Now that it’s printed, there are a few roads to follow. You can just use it as-is, or use different methods to finish the print. For giggles, I went ahead and applied the Rub ’n Buff and, as you can see, it ended up really accentuating the layer lines. Not awesome.

Note: For larger objects, and not necessarily the focal point of the photo, this would be fine.

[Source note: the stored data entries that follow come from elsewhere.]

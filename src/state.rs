//! Persisted per-task build records and content hashing.

use crate::artifact::{write_atomically, ReplacePolicy};
use crate::error::{BuildError, Result};
use serde::{Deserialize, Serialize};
use sha2::{Digest, Sha256};
use std::collections::BTreeMap;
use std::fs;
use std::io;
use std::path::{Path, PathBuf};
use tracing::debug;

/// File name of the state file inside the output directory
pub const STATE_FILE_NAME: &str = ".doc-build-state.toml";

const STATE_FORMAT_VERSION: u32 = 1;

/// Compute SHA-256 hash of bytes, return hex string
pub fn sha256_hex(data: &[u8]) -> String {
    let mut hasher = Sha256::new();
    hasher.update(data);
    hex::encode(hasher.finalize())
}

/// Hash the content of `path`; `None` if it does not exist
pub fn hash_file(path: &Path) -> Result<Option<String>> {
    match fs::read(path) {
        Ok(bytes) => Ok(Some(sha256_hex(&bytes))),
        Err(e) if e.kind() == io::ErrorKind::NotFound => Ok(None),
        Err(e) => Err(e.into()),
    }
}

/// What a task looked like before its last successful redo
#[derive(Debug, Clone, Default, PartialEq, Eq, Serialize, Deserialize)]
pub struct TaskRecord {
    /// Command line and parameters of the task
    pub fingerprint: String,
    /// Content hashes of explicit and discovered inputs
    #[serde(default)]
    pub inputs: BTreeMap<String, String>,
    /// Content hashes of state files that existed
    #[serde(default)]
    pub state: BTreeMap<String, String>,
}

#[derive(Debug, Default, Serialize, Deserialize)]
struct StateDocument {
    version: u32,
    #[serde(default)]
    tasks: BTreeMap<String, TaskRecord>,
}

/// All task records of one output directory
#[derive(Debug)]
pub struct BuildState {
    path: PathBuf,
    root: PathBuf,
    tasks: BTreeMap<String, TaskRecord>,
}

impl BuildState {
    /// Load the records stored at `path`; paths in records are relative to `root`.
    ///
    /// A missing file yields an empty state. A file written by another format
    /// version is discarded.
    pub fn load(path: impl Into<PathBuf>, root: impl Into<PathBuf>) -> Result<Self> {
        let path = path.into();
        let root = root.into();

        let tasks = match fs::read_to_string(&path) {
            Ok(text) => {
                let doc: StateDocument = toml::from_str(&text)
                    .map_err(|e| BuildError::state(&path, e.to_string()))?;
                if doc.version == STATE_FORMAT_VERSION {
                    doc.tasks
                } else {
                    debug!(found = doc.version, "discarding build state of other format");
                    BTreeMap::new()
                }
            }
            Err(e) if e.kind() == io::ErrorKind::NotFound => BTreeMap::new(),
            Err(e) => return Err(e.into()),
        };

        Ok(BuildState { path, root, tasks })
    }

    pub fn path(&self) -> &Path {
        &self.path
    }

    pub fn get(&self, key: &str) -> Option<&TaskRecord> {
        self.tasks.get(key)
    }

    /// Replace the record of `key` and write the state file
    pub fn update(&mut self, key: String, record: TaskRecord) -> Result<()> {
        self.tasks.insert(key, record);
        self.save()
    }

    pub fn save(&self) -> Result<()> {
        let doc = StateDocument {
            version: STATE_FORMAT_VERSION,
            tasks: self.tasks.clone(),
        };
        let text = toml::to_string(&doc).map_err(|e| BuildError::state(&self.path, e.to_string()))?;
        write_atomically(&self.path, text.as_bytes(), ReplacePolicy::KeepIfUnchanged)?;
        Ok(())
    }

    /// Key under which `path` is stored: relative to the root when inside it
    pub fn path_key(&self, path: &Path) -> String {
        path.strip_prefix(&self.root)
            .unwrap_or(path)
            .to_string_lossy()
            .replace('\\', "/")
    }

    /// Inverse of [BuildState::path_key]
    pub fn key_path(&self, key: &str) -> PathBuf {
        self.root.join(key)
    }
}
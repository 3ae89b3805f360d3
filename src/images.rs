//! Discovery of vector images and their conversion to PDF.

use crate::artifact::{replace_output, temporary_file_for, ReplacePolicy};
use crate::context::{RedoContext, RedoOutcome, Task};
use crate::error::{BuildError, Result};
use crate::tools::ToolInvocation;
use regex::Regex;
use std::ffi::OsString;
use std::fs;
use std::path::{Path, PathBuf};
use tracing::debug;

/// Name filters for image discovery; both must match a whole file name
#[derive(Debug, Clone)]
pub struct ImageFilter {
    name: Regex,
    recurse: Regex,
}

impl ImageFilter {
    /// # Arguments
    /// * `name_filter` - Regex selecting image files, e.g. `[^.]+\.svg`
    /// * `recurse_filter` - Regex selecting directories to descend into, e.g. `[^.]+`
    pub fn new(name_filter: &str, recurse_filter: &str) -> Result<Self> {
        let full = |pattern: &str, what: &str| {
            Regex::new(&format!("^(?:{})$", pattern)).map_err(|e| {
                BuildError::config(format!("invalid {} '{}': {}", what, pattern, e))
            })
        };
        Ok(ImageFilter {
            name: full(name_filter, "images.name_filter")?,
            recurse: full(recurse_filter, "images.recurse_filter")?,
        })
    }

    pub fn matches_file(&self, name: &str) -> bool {
        self.name.is_match(name)
    }

    pub fn matches_dir(&self, name: &str) -> bool {
        self.recurse.is_match(name)
    }
}

/// Find images below `dir`, returned relative to `dir` and sorted.
///
/// A missing `dir` yields no images.
pub fn discover_images(dir: &Path, filter: &ImageFilter) -> Result<Vec<PathBuf>> {
    let mut found = Vec::new();
    if dir.is_dir() {
        collect(dir, Path::new(""), filter, &mut found)?;
    } else {
        debug!(dir = %dir.display(), "image directory does not exist");
    }
    found.sort();
    Ok(found)
}

fn collect(base: &Path, rel: &Path, filter: &ImageFilter, out: &mut Vec<PathBuf>) -> Result<()> {
    for entry in fs::read_dir(base.join(rel))? {
        let entry = entry?;
        let file_type = entry.file_type()?;
        let name = entry.file_name();
        let Some(name) = name.to_str() else {
            continue;
        };

        if file_type.is_dir() {
            if filter.matches_dir(name) {
                collect(base, &rel.join(name), filter, out)?;
            }
        } else if file_type.is_file() && filter.matches_file(name) {
            out.push(rel.join(name));
        }
    }
    Ok(())
}

/// Path of the converted image mirroring `relative` below `output_dir`
pub fn converted_path(output_dir: &Path, relative: &Path) -> PathBuf {
    output_dir.join(relative).with_extension("pdf")
}

/// Converts one vector image to PDF with an external converter
#[derive(Debug, Clone)]
pub struct ConvertImageTask {
    pub converter: String,
    /// Arguments with `{input}` and `{output}` placeholders
    pub args: Vec<String>,
    pub input: PathBuf,
    pub output: PathBuf,
}

impl ConvertImageTask {
    pub fn new(
        converter: impl Into<String>,
        args: Vec<String>,
        input: impl Into<PathBuf>,
        output: impl Into<PathBuf>,
    ) -> Self {
        ConvertImageTask {
            converter: converter.into(),
            args,
            input: input.into(),
            output: output.into(),
        }
    }

    /// Command line writing to `output`
    pub fn invocation(&self, output: &Path) -> ToolInvocation {
        let args = self
            .args
            .iter()
            .map(|arg| substitute(arg, &self.input, output));
        ToolInvocation::new(&self.converter).args(args)
    }
}

fn substitute(arg: &str, input: &Path, output: &Path) -> OsString {
    match arg {
        "{input}" => input.as_os_str().to_owned(),
        "{output}" => output.as_os_str().to_owned(),
        _ => arg
            .replace("{input}", &input.to_string_lossy())
            .replace("{output}", &output.to_string_lossy())
            .into(),
    }
}

impl Task for ConvertImageTask {
    fn name(&self) -> String {
        format!("convert {}", self.input.display())
    }

    fn inputs(&self) -> Vec<PathBuf> {
        vec![self.input.clone()]
    }

    fn outputs(&self) -> Vec<PathBuf> {
        vec![self.output.clone()]
    }

    fn fingerprint(&self) -> String {
        format!("{} {}", self.converter, self.args.join(" "))
    }

    fn redo(&self, ctx: &RedoContext<'_>) -> Result<RedoOutcome> {
        let temp = temporary_file_for(&self.output)?;
        ctx.runner
            .run(&self.invocation(temp.path()).current_dir(ctx.root))?;
        replace_output(temp, &self.output, ReplacePolicy::KeepIfUnchanged)?;
        Ok(RedoOutcome::default())
    }
}
//! Repository introspection for the working-directory version
//!
//! The build only needs one fact set from version control: the latest
//! annotated version tag reachable from HEAD, the commits since, the HEAD hash
//! and whether tracked files are modified. The [Describe] trait provides it;
//! implementations are:
//!
//! - [repository::Git2Describer]: in-process using the `git2` crate
//! - [command::CommandDescriber]: the `git` executable through a [crate::tools::ToolRunner]
//! - [mock::MockDescriber]: fixed facts for testing
//!
//! ```rust
//! # use doc_build::git::{Describe, MockDescriber};
//! # use doc_build::domain::DescribeFacts;
//! # fn example() -> Result<(), Box<dyn std::error::Error>> {
//! let describer = MockDescriber::new(DescribeFacts {
//!     tag_name: "v1.0.0".to_string(),
//!     commits_since_tag: 0,
//!     latest_commit_hash: "0".repeat(40),
//!     has_changes_in_tracked_files: false,
//! });
//! assert_eq!(describer.describe()?.tag_name, "v1.0.0");
//! # Ok(())
//! # }
//! ```

pub mod command;
pub mod mock;
pub mod repository;

pub use command::CommandDescriber;
pub use mock::MockDescriber;
pub use repository::Git2Describer;

use crate::config::{DescribeBackend, VersionConfig};
use crate::domain::DescribeFacts;
use crate::error::Result;
use crate::tools::ToolRunner;
use std::path::Path;

/// `git describe`-style introspection of a working directory
///
/// ## Error Handling
///
/// A repository without a reachable annotated version tag is an error, as is
/// any failure of the underlying git access. Both are fatal for a build.
pub trait Describe {
    /// Describe HEAD relative to the latest reachable annotated version tag
    fn describe(&self) -> Result<DescribeFacts>;
}

/// Create the describer selected by `version.backend` for the work tree at `root`
pub fn describer_for<'a>(
    version: &VersionConfig,
    git: &str,
    root: &Path,
    runner: &'a dyn ToolRunner,
) -> Result<Box<dyn Describe + 'a>> {
    let describer: Box<dyn Describe + 'a> = match version.backend {
        DescribeBackend::Libgit2 => Box::new(Git2Describer::open(root, &version.tag_prefix)?),
        DescribeBackend::Command => Box::new(CommandDescriber::new(
            runner,
            git,
            root,
            &version.tag_prefix,
        )),
    };
    Ok(describer)
}

/// Glob matching tags `<prefix><digit>...`
pub(crate) fn tag_match_pattern(tag_prefix: &str) -> String {
    format!("{}[0-9]*", tag_prefix)
}

#[cfg(test)]
mod tests {
    use super::*;

    #[test]
    fn test_tag_match_pattern() {
        assert_eq!(tag_match_pattern("v"), "v[0-9]*");
        assert_eq!(tag_match_pattern("release-"), "release-[0-9]*");
    }
}
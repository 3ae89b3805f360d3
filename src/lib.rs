pub mod artifact;
pub mod config;
pub mod context;
pub mod domain;
pub mod driver;
pub mod error;
pub mod git;
pub mod graph;
pub mod images;
pub mod latex;
pub mod report;
pub mod state;
pub mod tools;

pub use error::{BuildError, Result};
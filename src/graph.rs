//! Dependency graph over tasks, derived from their input and output files.

use crate::context::Task;
use crate::error::{BuildError, Result};
use std::collections::HashMap;
use std::path::PathBuf;

/// Tasks ordered by file dependencies
///
/// Task B depends on task A iff one of B's inputs is one of A's outputs.
pub struct TaskGraph<'t> {
    tasks: Vec<&'t dyn Task>,
    dependents: Vec<Vec<usize>>,
    in_degree: Vec<usize>,
}

impl<'t> TaskGraph<'t> {
    /// Build the graph.
    ///
    /// # Errors
    /// `BuildError::Graph` if two tasks declare the same output.
    pub fn new(tasks: Vec<&'t dyn Task>) -> Result<Self> {
        let mut producers: HashMap<PathBuf, usize> = HashMap::new();
        for (index, task) in tasks.iter().enumerate() {
            for output in task.outputs() {
                if let Some(other) = producers.insert(output.clone(), index) {
                    return Err(BuildError::graph(format!(
                        "'{}' is an output of both '{}' and '{}'",
                        output.display(),
                        tasks[other].name(),
                        task.name()
                    )));
                }
            }
        }

        let mut dependents = vec![Vec::new(); tasks.len()];
        let mut in_degree = vec![0; tasks.len()];
        for (index, task) in tasks.iter().enumerate() {
            let mut producers_of_inputs: Vec<usize> = task
                .inputs()
                .iter()
                .filter_map(|input| producers.get(input).copied())
                .collect();
            producers_of_inputs.sort_unstable();
            producers_of_inputs.dedup();

            for producer in producers_of_inputs {
                dependents[producer].push(index);
                in_degree[index] += 1;
            }
        }

        Ok(TaskGraph {
            tasks,
            dependents,
            in_degree,
        })
    }

    pub fn len(&self) -> usize {
        self.tasks.len()
    }

    pub fn is_empty(&self) -> bool {
        self.tasks.is_empty()
    }

    /// Partition the tasks into levels; every task only depends on tasks of
    /// earlier levels. Order within a level follows insertion order.
    ///
    /// # Errors
    /// `BuildError::Graph` if the dependencies contain a cycle.
    pub fn levels(&self) -> Result<Vec<Vec<&'t dyn Task>>> {
        let mut in_degree = self.in_degree.clone();
        let mut current: Vec<usize> = (0..self.tasks.len())
            .filter(|&i| in_degree[i] == 0)
            .collect();
        let mut levels = Vec::new();
        let mut placed = 0;

        while !current.is_empty() {
            let mut next = Vec::new();
            for &index in &current {
                for &dependent in &self.dependents[index] {
                    in_degree[dependent] -= 1;
                    if in_degree[dependent] == 0 {
                        next.push(dependent);
                    }
                }
            }
            placed += current.len();
            next.sort_unstable();
            levels.push(current.iter().map(|&i| self.tasks[i]).collect());
            current = next;
        }

        if placed != self.tasks.len() {
            let stuck: Vec<String> = (0..self.tasks.len())
                .filter(|&i| in_degree[i] > 0)
                .map(|i| self.tasks[i].name())
                .collect();
            return Err(BuildError::graph(format!(
                "dependency cycle between: {}",
                stuck.join(", ")
            )));
        }

        Ok(levels)
    }
}

#[cfg(test)]
mod tests {
    use super::*;
    use crate::context::{RedoContext, RedoOutcome};

    struct FakeTask {
        name: &'static str,
        inputs: Vec<&'static str>,
        outputs: Vec<&'static str>,
    }

    impl Task for FakeTask {
        fn name(&self) -> String {
            self.name.to_string()
        }
        fn inputs(&self) -> Vec<PathBuf> {
            self.inputs.iter().map(PathBuf::from).collect()
        }
        fn outputs(&self) -> Vec<PathBuf> {
            self.outputs.iter().map(PathBuf::from).collect()
        }
        fn fingerprint(&self) -> String {
            String::new()
        }
        fn redo(&self, _ctx: &RedoContext<'_>) -> Result<RedoOutcome> {
            Ok(RedoOutcome::default())
        }
    }

    fn task(name: &'static str, inputs: &[&'static str], outputs: &[&'static str]) -> FakeTask {
        FakeTask {
            name,
            inputs: inputs.to_vec(),
            outputs: outputs.to_vec(),
        }
    }

    fn names(levels: &[Vec<&dyn Task>]) -> Vec<Vec<String>> {
        levels
            .iter()
            .map(|level| level.iter().map(|t| t.name()).collect())
            .collect()
    }

    #[test]
    fn test_levels_follow_file_dependencies() {
        let doc = task("doc", &["a.pdf", "v.tex", "dbor.tex"], &["dbor.pdf"]);
        let a = task("a", &["a.svg"], &["a.pdf"]);
        let b = task("b", &["b.svg"], &["b.pdf"]);
        let v = task("v", &[], &["v.tex"]);

        let tasks: Vec<&dyn Task> = vec![&doc as &dyn Task, &a, &b, &v];
        let graph = TaskGraph::new(tasks).unwrap();
        let levels = graph.levels().unwrap();

        assert_eq!(names(&levels), vec![vec!["a", "b", "v"], vec!["doc"]]);
    }

    #[test]
    fn test_duplicate_output_rejected() {
        let a = task("a", &[], &["x.pdf"]);
        let b = task("b", &[], &["x.pdf"]);
        let tasks: Vec<&dyn Task> = vec![&a as &dyn Task, &b];
        let err = TaskGraph::new(tasks).err().unwrap();
        assert!(err.to_string().contains("output of both 'a' and 'b'"));
    }

    #[test]
    fn test_cycle_rejected() {
        let a = task("a", &["y"], &["x"]);
        let b = task("b", &["x"], &["y"]);
        let c = task("c", &[], &["z"]);
        let tasks: Vec<&dyn Task> = vec![&a as &dyn Task, &b, &c];
        let graph = TaskGraph::new(tasks).unwrap();
        let err = graph.levels().err().unwrap();
        assert!(err.to_string().contains("cycle"));
        assert!(err.to_string().contains("a, b"));
    }

    #[test]
    fn test_empty_graph() {
        let graph = TaskGraph::new(Vec::new()).unwrap();
        assert!(graph.is_empty());
        assert!(graph.levels().unwrap().is_empty());
    }
}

Don’t get me wrong, I’ve used prints straight off the printer for shots before, but as this shot was going to be a close crop, I wanted the helmet to look as good as possible. So with my first failure, I tried my usual go-to option: spray primer with filler. I used Rust-oleum primer (advertising that it’s a filler and sandable), which is what I have always used when finishing a 3D print. It does a relatively good job with filling in the gaps, though it can have all the usual spray paint problems, like clumping. Another way of finishing is to sand the print. I rarely do this as it sounds too much like real work, and I’m not awesome at it. But I gave it a shot, and went over the helmet with fine sandpaper until it felt smooth. This wasn’t the easiest job as it’s so small and thin, but it did make an improvement. So with those two helmets in hand, I decided to go over them with Rub’nBuff.  There’s a side by side below:

sanded / primed / unfinished

Now since I’ve been this far down the road in the name of research, I decided to reach out to my rockstar (literally—he’s in a rock band) co-worker Steve. He’s the proud owner of an Any Cubic Photon resin printer.  I’ll probably never get a resin printer due to its cost, print area and the toxic nature of the resin. However, when it comes to print quality, resin is the clear winner. My print had a layer height of .12mm. He printed my helmet at a .02mm layer height; practically invisible. He also went ahead and printed six for me. Unlike my FDM printer, which has a single point of printing (the extruder/nozzle), the resin uses a platform and a light to print a layer of liquid resin onto the platform/bed. So it doesn’t matter if he printed 1 or 15, it would take the same amount of time to print (4 hours), which is another advantage if you’re into manufacturing for profit. He also had to tilt my print and manually add supports in his slicer program (Chitubox).

Looks marvelous.

Below you’ll see the final side-by-side, with all the finished helmets:

resin / sanded / primed / unfinished

As you can see above, the resin is hands-down the cleanest, followed by the spray primed, then the sanded. And I’ll allow the argument I didn’t sand enough, because I’m sure I didn’t.

Resin on the left, first print on the right. As you can see, I had to lower the ear holes a couple of milimeters

For the final photo, I opted to use the resin helmet since it looked the best after finishing. If you like the idea, and have access to a 3D printer, I’ve placed my .stl file on thingiverse. Hope you enjoy it.